» WHAT IS NEEDED
Using the records provided below, locate and copy each line that contains the word "Fill".

##### INPUT RECORDS #####

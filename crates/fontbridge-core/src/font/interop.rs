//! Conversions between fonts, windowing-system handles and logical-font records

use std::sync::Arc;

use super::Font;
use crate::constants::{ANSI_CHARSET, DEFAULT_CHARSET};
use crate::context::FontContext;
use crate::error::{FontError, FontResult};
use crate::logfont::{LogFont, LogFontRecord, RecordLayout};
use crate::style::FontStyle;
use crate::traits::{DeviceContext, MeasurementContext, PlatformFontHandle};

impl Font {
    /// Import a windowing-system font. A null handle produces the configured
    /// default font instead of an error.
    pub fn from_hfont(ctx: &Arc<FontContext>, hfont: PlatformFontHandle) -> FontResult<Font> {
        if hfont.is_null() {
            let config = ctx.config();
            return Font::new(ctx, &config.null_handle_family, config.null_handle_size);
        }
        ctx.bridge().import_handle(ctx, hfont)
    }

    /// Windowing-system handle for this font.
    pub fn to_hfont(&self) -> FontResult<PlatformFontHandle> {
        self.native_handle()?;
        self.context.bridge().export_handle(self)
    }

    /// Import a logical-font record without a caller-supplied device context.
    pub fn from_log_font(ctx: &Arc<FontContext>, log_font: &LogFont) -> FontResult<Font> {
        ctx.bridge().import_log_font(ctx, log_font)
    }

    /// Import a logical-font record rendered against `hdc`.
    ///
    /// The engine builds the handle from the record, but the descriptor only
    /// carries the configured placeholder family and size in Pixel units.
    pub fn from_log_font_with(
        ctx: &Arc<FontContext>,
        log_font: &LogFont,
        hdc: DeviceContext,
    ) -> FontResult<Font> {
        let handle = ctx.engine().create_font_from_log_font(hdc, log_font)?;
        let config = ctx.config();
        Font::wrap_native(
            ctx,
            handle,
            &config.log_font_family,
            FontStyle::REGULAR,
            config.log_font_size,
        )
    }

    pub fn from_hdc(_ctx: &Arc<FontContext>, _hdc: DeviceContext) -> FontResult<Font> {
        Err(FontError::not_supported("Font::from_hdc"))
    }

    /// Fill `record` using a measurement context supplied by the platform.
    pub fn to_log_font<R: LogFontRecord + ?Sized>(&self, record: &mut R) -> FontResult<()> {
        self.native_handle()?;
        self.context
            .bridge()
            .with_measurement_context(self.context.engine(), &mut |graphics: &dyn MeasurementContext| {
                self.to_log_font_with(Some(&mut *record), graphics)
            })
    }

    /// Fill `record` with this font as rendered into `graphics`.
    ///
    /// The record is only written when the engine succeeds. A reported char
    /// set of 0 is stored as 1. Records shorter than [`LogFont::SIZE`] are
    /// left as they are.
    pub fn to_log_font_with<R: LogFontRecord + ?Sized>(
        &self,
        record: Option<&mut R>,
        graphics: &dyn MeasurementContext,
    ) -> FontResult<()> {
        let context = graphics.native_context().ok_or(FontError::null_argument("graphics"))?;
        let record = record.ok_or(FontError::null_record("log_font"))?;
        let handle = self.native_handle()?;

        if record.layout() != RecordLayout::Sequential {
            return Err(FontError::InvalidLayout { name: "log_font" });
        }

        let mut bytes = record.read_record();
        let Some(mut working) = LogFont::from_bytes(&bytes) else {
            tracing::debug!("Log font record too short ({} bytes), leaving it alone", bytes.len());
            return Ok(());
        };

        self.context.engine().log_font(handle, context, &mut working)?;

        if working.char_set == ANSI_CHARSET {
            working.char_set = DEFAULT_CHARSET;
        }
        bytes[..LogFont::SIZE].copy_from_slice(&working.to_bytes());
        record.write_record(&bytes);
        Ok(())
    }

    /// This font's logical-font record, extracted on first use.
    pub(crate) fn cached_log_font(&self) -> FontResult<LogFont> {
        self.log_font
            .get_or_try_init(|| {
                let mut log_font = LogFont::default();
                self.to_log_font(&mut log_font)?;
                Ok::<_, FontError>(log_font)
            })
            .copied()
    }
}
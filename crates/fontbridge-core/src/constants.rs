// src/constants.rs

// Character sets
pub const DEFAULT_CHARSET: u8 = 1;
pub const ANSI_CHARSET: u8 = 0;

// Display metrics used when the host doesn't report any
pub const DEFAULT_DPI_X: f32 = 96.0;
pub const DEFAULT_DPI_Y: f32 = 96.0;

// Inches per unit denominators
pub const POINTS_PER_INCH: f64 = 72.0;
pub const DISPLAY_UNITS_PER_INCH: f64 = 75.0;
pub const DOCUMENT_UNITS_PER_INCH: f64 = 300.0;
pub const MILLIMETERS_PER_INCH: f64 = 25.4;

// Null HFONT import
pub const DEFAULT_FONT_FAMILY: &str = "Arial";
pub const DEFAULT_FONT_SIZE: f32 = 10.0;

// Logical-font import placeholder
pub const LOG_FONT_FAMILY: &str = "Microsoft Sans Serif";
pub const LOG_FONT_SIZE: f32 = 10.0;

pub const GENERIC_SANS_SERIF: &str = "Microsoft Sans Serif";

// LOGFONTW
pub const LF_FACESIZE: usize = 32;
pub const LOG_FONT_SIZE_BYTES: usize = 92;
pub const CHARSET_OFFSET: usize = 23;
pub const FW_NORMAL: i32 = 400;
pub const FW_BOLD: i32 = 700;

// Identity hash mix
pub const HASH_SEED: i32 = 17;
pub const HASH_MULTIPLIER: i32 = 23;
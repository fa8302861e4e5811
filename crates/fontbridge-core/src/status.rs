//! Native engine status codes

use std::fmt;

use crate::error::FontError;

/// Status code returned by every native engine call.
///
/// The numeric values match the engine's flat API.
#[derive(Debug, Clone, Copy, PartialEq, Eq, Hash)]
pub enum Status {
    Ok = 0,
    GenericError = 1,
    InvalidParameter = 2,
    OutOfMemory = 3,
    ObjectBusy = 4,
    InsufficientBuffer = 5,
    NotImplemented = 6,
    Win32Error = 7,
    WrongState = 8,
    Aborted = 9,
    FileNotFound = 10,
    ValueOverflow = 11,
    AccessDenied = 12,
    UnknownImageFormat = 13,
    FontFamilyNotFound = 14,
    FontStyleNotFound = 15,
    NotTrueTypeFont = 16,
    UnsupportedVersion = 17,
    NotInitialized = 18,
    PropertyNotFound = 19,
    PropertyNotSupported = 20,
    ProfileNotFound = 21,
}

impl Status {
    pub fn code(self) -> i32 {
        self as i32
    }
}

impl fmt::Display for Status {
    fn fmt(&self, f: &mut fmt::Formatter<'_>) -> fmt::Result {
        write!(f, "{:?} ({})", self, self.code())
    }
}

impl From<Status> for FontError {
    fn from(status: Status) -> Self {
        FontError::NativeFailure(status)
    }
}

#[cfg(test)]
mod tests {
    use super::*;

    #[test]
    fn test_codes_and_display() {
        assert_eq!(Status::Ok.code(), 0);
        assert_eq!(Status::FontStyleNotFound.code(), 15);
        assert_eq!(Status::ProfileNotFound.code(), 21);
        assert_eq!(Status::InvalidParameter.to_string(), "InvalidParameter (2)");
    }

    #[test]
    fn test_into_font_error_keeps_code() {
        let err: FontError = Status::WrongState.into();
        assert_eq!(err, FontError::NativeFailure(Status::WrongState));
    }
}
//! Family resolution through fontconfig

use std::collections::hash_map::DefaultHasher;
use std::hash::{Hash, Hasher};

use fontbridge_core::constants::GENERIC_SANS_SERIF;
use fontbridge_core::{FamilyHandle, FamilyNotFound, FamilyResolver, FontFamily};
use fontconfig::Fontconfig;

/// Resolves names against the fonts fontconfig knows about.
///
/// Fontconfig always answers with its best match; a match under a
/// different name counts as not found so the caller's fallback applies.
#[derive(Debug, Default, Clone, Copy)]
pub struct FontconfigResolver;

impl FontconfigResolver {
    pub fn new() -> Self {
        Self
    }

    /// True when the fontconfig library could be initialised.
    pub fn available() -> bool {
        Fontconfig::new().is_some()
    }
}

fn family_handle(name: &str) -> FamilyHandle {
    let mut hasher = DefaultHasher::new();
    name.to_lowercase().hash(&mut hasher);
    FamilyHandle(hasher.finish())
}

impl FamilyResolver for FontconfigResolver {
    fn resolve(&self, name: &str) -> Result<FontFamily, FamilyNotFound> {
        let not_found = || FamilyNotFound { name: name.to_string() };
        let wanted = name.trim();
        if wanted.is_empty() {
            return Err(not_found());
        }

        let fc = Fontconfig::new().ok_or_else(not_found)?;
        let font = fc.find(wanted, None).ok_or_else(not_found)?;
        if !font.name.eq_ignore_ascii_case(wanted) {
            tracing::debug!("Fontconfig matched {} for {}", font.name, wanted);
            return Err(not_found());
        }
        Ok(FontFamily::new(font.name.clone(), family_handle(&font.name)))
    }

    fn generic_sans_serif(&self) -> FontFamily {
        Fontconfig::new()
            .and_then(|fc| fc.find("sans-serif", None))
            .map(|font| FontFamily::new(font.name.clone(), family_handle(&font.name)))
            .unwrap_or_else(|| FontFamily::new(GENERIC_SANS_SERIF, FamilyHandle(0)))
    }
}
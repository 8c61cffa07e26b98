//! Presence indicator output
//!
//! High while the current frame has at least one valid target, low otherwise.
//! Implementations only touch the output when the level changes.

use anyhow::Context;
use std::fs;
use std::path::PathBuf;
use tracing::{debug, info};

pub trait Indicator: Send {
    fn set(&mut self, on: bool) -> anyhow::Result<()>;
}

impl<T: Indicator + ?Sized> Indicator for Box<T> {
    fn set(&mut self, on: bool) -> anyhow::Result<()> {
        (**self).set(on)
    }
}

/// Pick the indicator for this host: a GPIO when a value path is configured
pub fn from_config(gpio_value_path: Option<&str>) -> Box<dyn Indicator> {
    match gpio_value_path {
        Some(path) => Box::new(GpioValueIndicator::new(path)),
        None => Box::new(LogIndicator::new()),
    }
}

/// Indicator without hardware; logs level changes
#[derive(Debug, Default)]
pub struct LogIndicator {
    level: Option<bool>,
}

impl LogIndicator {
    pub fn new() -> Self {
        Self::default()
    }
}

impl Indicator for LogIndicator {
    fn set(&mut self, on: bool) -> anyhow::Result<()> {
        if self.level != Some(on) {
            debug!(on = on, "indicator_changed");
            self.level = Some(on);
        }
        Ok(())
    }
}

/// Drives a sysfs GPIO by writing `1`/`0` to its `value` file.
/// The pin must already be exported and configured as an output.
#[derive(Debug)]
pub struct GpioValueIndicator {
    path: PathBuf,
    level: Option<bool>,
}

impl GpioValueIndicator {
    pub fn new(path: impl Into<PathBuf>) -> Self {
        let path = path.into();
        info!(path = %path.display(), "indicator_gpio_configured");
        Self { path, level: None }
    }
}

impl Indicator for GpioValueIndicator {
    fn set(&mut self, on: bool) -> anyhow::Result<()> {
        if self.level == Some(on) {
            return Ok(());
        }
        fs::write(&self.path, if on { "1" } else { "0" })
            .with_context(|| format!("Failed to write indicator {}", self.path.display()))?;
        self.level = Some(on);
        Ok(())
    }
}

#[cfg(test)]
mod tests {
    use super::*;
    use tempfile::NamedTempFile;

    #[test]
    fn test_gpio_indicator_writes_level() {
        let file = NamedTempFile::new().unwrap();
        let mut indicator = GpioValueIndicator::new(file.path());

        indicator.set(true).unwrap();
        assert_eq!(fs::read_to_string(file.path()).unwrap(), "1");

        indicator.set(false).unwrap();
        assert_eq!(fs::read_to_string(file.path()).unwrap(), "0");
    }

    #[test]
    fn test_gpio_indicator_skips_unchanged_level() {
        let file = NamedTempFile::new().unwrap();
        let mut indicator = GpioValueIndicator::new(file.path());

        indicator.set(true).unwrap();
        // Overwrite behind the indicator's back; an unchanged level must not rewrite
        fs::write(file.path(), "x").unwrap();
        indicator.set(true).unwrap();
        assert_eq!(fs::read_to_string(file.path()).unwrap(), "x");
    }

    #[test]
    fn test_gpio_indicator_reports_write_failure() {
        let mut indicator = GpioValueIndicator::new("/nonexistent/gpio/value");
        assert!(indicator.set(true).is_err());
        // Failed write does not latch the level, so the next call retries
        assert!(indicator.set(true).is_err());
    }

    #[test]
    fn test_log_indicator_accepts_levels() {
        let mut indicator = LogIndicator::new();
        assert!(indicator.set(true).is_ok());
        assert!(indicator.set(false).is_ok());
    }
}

#####

» OUTPUT OF THE EXERCISE
    /// Fill `record` using a measurement context supplied by the platform.
    /// Fill `record` with this font as rendered into `graphics`.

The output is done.